Filter the entries for the word "SubmissionMeta". Copy each line that has it.
==== Data for the task ====
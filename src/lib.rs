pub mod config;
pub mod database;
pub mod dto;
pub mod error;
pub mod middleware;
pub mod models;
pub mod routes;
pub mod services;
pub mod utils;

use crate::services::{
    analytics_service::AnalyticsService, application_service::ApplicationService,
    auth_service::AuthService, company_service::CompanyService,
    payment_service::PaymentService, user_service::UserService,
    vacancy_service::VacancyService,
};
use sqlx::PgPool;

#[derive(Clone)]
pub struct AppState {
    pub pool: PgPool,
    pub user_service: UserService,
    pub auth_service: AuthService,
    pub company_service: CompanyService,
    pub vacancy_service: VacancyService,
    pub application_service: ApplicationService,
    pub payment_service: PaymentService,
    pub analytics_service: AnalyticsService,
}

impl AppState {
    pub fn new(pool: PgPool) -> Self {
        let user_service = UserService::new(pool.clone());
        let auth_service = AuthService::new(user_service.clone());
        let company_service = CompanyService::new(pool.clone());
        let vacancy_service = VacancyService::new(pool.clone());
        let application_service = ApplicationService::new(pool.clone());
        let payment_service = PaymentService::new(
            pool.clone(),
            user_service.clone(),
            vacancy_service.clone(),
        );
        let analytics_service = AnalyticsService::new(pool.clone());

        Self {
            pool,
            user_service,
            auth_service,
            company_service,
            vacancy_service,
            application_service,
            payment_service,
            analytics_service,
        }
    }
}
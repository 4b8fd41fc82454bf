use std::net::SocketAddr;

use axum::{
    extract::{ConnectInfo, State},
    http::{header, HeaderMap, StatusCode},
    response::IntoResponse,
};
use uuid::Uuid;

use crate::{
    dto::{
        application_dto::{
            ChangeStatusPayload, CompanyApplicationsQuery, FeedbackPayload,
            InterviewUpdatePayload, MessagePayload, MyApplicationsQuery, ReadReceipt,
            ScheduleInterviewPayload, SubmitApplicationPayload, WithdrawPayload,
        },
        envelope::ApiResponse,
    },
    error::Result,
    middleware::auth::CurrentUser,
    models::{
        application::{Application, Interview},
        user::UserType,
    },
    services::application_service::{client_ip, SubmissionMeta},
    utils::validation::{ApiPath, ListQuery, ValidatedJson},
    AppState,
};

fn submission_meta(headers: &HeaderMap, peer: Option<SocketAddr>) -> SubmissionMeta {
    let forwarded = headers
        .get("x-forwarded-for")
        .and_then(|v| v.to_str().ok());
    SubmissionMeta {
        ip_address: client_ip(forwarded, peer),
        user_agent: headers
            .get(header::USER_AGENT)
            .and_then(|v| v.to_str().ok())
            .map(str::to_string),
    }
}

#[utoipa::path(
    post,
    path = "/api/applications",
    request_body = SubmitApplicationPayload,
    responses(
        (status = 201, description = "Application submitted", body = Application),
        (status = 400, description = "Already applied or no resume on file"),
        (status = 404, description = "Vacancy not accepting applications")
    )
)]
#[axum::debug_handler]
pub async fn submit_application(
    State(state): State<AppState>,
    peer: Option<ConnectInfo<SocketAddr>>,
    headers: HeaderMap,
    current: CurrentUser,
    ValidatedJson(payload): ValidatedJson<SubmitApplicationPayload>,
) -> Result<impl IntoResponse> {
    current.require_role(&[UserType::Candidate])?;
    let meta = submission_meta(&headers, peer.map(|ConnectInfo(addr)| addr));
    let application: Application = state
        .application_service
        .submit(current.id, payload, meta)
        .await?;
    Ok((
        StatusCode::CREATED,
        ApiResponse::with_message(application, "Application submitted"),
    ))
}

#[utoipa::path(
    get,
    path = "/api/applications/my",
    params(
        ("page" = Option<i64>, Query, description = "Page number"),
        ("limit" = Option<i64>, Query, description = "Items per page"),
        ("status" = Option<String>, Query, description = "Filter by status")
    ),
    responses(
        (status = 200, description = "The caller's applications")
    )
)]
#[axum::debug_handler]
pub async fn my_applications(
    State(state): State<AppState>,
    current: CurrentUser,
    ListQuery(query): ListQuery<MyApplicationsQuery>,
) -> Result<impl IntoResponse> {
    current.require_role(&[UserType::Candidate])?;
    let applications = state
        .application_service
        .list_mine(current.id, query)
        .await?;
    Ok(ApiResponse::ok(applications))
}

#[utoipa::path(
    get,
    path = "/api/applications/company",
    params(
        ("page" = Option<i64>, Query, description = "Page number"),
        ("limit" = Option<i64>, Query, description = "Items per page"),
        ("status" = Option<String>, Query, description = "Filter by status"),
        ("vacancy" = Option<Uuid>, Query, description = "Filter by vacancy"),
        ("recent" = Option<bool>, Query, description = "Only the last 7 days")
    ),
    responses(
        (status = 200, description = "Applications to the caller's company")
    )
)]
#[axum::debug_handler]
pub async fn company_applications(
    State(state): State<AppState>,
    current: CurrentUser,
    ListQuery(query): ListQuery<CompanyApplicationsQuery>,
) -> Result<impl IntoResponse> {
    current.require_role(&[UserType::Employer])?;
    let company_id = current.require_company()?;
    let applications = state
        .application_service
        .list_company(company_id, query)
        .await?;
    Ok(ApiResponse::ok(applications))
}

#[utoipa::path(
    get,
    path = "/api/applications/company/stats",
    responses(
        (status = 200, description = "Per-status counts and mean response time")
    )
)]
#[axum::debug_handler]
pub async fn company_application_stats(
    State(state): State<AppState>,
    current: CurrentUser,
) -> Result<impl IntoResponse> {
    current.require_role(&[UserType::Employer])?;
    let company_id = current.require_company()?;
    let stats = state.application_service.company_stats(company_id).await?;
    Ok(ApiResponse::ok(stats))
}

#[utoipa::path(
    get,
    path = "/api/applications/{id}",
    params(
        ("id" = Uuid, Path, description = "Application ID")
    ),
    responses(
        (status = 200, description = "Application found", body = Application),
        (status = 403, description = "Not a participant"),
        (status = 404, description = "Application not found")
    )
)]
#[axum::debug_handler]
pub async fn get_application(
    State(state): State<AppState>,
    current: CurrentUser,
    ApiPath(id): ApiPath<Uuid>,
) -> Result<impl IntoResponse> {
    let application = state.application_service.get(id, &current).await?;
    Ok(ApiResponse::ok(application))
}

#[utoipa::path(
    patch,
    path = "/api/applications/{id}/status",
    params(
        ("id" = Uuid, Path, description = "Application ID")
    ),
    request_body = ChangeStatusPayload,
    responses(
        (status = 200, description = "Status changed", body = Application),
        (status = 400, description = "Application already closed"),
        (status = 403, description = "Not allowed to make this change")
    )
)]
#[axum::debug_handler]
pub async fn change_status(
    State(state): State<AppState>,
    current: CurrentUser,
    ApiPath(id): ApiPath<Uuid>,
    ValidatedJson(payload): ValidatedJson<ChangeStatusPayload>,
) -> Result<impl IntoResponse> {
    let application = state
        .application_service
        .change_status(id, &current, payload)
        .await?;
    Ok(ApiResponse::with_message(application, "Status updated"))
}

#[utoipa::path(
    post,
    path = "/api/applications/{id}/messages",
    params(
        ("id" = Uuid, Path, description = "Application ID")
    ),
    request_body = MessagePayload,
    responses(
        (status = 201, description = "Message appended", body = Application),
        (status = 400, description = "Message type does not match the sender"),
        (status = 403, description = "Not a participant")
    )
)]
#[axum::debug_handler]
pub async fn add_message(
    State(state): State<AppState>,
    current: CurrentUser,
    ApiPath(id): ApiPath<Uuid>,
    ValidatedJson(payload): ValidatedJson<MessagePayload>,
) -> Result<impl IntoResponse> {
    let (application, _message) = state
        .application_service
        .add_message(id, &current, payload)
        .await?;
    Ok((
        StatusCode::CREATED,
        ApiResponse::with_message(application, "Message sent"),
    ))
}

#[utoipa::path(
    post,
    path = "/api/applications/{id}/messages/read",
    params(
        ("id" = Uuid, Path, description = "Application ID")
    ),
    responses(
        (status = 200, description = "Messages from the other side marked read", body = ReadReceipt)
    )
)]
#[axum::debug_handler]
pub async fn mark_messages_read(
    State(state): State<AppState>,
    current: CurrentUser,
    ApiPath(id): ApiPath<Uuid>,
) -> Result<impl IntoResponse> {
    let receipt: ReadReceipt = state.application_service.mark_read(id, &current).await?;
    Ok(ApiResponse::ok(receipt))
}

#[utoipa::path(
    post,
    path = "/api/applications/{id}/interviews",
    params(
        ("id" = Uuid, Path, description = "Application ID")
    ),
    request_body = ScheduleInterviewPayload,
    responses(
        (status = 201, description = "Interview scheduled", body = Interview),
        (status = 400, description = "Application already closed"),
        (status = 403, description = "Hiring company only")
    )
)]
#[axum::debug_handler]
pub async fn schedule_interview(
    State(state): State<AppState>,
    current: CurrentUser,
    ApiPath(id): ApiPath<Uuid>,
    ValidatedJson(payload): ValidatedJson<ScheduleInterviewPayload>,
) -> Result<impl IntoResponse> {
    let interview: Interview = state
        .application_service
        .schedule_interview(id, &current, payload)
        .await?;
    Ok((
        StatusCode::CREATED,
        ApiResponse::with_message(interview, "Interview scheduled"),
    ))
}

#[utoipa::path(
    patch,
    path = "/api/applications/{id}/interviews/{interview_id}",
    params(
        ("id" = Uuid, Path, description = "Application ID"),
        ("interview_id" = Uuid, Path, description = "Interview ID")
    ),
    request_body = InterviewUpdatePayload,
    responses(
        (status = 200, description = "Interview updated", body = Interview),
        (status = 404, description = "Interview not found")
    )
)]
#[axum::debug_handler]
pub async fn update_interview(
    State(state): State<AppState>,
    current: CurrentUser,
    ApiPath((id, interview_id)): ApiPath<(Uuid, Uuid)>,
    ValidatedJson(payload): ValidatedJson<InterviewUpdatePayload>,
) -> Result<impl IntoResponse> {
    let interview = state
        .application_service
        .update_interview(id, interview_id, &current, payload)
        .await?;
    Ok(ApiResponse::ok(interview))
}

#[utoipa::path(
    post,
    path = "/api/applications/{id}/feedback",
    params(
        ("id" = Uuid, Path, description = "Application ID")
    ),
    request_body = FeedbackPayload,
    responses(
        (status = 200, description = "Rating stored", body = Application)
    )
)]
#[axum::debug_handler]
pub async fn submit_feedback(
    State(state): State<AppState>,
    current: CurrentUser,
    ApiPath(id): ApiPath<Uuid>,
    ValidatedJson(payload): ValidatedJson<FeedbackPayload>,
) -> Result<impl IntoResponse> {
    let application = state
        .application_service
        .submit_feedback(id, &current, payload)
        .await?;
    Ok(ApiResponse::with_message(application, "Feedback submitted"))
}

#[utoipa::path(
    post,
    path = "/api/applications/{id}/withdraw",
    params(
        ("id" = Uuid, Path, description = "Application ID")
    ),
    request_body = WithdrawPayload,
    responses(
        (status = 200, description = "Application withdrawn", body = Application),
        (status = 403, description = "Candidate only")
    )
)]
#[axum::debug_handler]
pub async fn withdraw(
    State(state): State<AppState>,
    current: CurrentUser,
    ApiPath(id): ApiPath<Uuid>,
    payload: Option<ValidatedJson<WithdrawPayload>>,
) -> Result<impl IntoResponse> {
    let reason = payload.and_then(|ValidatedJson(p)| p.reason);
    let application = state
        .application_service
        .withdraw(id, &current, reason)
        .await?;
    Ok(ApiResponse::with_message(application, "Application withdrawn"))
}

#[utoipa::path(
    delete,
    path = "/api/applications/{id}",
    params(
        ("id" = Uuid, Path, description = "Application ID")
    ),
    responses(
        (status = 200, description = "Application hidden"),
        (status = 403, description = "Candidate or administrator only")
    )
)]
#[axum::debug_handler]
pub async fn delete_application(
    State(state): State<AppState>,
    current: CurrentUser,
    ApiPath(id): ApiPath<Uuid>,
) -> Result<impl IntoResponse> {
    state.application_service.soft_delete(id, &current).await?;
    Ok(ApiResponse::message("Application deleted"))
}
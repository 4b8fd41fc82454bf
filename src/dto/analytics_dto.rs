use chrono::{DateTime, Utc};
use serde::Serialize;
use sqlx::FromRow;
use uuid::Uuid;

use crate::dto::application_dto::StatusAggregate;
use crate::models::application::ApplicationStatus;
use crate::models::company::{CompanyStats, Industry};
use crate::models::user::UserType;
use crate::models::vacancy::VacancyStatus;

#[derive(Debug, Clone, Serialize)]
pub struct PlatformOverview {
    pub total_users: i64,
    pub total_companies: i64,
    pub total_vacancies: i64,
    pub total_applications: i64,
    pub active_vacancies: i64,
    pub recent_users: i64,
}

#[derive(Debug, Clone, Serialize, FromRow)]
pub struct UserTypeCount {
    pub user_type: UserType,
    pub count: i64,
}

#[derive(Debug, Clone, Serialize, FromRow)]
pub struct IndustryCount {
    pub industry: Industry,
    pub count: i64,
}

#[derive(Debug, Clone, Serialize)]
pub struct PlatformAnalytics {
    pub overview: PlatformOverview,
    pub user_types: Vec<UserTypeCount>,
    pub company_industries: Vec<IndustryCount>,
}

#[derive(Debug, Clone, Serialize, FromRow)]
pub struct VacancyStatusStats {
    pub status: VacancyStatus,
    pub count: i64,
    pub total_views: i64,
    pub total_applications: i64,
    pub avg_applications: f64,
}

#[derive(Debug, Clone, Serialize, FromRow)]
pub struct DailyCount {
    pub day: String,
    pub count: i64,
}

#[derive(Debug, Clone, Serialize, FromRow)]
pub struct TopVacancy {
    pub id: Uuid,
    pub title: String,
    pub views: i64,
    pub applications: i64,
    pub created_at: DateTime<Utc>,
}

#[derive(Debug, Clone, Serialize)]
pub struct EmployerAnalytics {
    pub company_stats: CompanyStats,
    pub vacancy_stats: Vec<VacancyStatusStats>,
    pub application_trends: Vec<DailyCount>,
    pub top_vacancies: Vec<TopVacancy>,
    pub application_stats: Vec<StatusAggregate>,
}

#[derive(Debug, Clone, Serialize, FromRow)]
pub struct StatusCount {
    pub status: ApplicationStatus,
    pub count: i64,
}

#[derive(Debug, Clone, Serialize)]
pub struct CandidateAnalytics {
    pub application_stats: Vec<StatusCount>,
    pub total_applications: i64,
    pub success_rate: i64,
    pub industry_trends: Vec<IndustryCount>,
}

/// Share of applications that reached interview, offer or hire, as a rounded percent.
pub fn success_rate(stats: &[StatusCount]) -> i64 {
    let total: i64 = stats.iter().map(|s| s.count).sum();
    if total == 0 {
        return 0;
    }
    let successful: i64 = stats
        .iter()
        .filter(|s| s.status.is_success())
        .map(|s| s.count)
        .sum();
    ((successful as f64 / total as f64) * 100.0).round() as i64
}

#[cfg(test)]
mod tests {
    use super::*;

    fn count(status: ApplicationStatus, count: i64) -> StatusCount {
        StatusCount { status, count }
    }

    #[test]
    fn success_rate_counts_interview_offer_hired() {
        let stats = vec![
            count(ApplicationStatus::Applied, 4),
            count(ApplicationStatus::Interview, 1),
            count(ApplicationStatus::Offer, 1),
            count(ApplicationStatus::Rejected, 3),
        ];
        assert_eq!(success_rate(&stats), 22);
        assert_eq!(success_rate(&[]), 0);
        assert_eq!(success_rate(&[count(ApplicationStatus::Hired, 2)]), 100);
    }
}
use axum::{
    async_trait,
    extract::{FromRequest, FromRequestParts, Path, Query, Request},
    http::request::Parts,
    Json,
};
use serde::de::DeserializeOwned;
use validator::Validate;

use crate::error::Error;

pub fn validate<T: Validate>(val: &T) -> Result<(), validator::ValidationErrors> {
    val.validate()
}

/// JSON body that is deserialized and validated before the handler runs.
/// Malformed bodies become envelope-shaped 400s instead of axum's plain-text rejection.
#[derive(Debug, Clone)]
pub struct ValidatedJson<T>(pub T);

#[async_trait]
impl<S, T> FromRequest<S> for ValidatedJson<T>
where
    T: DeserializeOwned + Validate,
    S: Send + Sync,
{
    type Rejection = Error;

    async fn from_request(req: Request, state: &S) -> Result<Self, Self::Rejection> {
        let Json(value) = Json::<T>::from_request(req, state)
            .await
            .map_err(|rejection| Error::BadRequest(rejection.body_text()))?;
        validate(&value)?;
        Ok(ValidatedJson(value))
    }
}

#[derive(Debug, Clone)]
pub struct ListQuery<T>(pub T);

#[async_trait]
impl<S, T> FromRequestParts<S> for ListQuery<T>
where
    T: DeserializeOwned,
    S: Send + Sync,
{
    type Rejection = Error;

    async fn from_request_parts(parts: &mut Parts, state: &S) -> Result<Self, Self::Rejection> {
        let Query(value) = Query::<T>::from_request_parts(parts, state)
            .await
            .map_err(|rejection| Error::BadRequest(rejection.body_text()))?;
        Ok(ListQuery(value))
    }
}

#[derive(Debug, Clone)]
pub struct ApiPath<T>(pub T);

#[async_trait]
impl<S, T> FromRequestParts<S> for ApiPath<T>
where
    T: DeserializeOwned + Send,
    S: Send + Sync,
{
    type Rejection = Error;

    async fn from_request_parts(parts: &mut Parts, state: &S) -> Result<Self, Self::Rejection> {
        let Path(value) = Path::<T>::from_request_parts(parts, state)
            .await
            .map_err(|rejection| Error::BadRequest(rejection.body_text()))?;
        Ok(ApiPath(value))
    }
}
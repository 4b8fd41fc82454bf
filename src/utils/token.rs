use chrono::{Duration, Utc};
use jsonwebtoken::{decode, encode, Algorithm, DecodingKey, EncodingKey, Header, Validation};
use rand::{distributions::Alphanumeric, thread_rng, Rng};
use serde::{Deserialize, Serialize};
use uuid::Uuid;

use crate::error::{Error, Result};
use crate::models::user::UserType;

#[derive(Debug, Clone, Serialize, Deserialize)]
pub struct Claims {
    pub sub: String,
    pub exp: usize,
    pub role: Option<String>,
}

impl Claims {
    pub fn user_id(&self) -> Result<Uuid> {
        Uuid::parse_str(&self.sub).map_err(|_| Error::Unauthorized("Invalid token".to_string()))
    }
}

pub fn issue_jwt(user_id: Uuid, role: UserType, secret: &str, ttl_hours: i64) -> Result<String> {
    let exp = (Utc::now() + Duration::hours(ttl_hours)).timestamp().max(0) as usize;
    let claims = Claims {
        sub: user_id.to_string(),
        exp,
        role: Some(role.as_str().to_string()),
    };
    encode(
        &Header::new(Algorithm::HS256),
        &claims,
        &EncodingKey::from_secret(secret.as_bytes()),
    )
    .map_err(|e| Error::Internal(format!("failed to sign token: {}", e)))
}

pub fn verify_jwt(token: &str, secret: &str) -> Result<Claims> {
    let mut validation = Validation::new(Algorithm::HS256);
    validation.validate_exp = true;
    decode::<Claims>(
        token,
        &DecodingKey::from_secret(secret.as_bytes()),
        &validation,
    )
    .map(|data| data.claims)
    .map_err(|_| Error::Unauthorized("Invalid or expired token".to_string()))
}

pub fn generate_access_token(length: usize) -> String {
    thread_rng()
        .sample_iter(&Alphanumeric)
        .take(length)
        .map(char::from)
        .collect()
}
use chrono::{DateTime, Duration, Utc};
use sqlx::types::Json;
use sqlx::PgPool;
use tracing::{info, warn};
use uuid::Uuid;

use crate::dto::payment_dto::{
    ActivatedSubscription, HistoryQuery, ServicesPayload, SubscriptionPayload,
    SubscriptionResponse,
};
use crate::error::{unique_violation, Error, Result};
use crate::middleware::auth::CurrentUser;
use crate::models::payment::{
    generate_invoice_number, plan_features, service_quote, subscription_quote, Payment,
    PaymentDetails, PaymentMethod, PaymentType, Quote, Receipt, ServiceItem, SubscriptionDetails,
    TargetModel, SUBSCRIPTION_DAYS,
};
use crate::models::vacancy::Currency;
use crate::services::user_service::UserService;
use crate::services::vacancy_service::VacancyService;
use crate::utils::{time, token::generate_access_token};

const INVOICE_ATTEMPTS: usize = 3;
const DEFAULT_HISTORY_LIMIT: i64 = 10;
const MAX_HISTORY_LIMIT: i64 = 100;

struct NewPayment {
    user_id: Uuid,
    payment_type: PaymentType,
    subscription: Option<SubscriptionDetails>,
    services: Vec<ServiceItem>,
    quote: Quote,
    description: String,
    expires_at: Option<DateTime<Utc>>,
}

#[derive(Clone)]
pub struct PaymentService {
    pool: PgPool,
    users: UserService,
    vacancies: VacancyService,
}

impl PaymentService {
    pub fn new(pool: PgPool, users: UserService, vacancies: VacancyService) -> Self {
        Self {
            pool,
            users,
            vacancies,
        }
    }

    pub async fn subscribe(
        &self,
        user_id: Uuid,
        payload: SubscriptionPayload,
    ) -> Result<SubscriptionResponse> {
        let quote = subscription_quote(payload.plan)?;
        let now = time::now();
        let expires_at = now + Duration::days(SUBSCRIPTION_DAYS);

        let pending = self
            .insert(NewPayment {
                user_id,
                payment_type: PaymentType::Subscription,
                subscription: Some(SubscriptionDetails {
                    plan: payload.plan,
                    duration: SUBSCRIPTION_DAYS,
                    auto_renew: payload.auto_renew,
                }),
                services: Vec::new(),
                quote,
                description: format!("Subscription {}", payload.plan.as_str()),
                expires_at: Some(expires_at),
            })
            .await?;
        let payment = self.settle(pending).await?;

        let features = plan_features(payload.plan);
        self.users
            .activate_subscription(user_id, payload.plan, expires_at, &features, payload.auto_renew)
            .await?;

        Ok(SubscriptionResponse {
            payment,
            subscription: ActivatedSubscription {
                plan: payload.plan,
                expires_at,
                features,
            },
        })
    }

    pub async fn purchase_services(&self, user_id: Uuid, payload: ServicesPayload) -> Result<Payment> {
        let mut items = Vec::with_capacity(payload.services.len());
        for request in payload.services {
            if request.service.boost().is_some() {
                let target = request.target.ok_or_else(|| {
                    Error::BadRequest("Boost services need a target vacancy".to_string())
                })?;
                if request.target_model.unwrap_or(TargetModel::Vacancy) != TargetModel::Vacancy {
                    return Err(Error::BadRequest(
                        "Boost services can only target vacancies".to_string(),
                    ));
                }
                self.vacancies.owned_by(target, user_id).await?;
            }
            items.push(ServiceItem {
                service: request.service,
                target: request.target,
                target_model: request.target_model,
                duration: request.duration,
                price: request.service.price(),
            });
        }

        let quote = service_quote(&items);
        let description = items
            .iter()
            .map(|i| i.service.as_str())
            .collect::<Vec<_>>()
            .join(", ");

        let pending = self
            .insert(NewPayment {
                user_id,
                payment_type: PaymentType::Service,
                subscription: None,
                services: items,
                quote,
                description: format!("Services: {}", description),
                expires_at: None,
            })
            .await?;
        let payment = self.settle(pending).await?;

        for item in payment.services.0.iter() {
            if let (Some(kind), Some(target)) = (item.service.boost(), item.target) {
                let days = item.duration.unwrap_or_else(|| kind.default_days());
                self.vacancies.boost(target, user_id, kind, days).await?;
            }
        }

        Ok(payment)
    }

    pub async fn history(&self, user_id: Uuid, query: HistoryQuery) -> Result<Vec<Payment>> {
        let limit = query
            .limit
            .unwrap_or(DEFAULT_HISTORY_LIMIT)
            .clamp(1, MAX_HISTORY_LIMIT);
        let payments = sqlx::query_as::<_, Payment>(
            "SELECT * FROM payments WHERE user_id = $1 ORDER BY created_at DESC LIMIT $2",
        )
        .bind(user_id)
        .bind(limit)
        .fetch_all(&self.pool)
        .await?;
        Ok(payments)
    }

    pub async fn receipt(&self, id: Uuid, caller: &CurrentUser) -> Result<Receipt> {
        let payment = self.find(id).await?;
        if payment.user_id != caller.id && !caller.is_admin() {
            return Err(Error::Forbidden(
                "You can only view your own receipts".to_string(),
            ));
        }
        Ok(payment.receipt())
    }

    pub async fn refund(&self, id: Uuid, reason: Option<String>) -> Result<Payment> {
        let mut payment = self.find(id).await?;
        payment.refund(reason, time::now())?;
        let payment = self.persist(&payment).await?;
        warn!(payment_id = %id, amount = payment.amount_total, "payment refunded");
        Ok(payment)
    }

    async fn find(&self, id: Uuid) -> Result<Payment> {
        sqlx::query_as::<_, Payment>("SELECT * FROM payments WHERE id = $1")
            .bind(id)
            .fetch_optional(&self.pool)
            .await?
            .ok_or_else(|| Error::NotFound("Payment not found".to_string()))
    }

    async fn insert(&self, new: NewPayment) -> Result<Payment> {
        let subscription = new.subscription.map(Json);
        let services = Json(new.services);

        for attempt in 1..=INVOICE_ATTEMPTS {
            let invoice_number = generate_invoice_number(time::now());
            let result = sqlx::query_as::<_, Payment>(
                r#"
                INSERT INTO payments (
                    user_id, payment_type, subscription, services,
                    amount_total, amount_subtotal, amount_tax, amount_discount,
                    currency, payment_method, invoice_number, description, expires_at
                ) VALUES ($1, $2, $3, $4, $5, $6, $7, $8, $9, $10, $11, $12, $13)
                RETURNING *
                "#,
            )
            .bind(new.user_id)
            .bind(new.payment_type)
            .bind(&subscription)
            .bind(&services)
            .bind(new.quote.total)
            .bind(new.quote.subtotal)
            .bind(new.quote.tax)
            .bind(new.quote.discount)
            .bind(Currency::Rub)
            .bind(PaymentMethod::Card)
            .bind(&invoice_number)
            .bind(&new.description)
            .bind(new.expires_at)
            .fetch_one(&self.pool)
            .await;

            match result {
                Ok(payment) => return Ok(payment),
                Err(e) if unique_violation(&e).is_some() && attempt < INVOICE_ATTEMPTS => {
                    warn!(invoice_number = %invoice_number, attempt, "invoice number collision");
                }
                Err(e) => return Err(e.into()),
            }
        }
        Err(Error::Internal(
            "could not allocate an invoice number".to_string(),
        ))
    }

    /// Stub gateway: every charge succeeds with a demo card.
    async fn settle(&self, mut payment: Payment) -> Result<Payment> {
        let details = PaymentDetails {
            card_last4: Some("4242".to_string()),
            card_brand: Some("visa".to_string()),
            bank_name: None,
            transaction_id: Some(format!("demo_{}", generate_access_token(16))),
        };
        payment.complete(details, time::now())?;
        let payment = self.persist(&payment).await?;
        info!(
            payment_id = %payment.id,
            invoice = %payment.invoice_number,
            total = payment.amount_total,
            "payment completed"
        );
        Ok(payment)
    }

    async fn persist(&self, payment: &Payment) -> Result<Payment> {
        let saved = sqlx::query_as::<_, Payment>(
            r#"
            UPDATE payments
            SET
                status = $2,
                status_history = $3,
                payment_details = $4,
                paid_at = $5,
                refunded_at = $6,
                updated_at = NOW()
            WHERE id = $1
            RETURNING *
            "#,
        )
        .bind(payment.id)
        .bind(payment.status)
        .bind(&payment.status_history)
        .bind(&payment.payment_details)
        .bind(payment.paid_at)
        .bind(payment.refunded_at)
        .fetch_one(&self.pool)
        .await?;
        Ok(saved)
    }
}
====
• _Answer box_:
    services::application_service::{client_ip, SubmissionMeta},
fn submission_meta(headers: &HeaderMap, peer: Option<SocketAddr>) -> SubmissionMeta {
    SubmissionMeta {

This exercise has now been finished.